» About this exercise:
Each line of the listing below must be set down exactly.

» Given records:
┏━━

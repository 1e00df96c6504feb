//! The agent contract and the five specialized StudyMate agents.
//!
//! Every agent implements the same `process(message, ctx) ->
//! AgentResponse` contract and is selectable by `AgentId` through the
//! [`AgentRegistry`]. Agents never propagate errors — every failure
//! degrades to a localized apology with `error: true`.

pub mod base;
pub mod code;
pub mod general;
pub mod instruction;
pub mod learning;
pub mod registry;
pub mod roadmap;
pub mod task;

pub use base::{Agent, TurnContext};
pub use code::CodeAgent;
pub use general::GeneralAgent;
pub use instruction::build_instruction;
pub use learning::LearningAgent;
pub use registry::{AgentRegistry, default_agents};
pub use roadmap::RoadmapAgent;
pub use task::TaskAgent;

┗━━

» Solution for this task:
repository 1e00df96c6504feb
//! The agent contract and the five specialized StudyMate agents.
//!
//! Every agent implements the same `process(message, ctx) ->
//! AgentResponse` contract and is selectable by `AgentId` through the
//! [`AgentRegistry`]. Agents never propagate errors — every failure
//! degrades to a localized apology with `error: true`.

pub mod base;
pub mod code;
pub mod general;
pub mod instruction;
pub mod learning;
pub mod registry;
pub mod roadmap;
pub mod task;

pub use base::{Agent, TurnContext};
pub use code::CodeAgent;
pub use general::GeneralAgent;
pub use instruction::build_instruction;
pub use learning::LearningAgent;
pub use registry::{AgentRegistry, default_agents};
pub use roadmap::RoadmapAgent;
pub use task::TaskAgent;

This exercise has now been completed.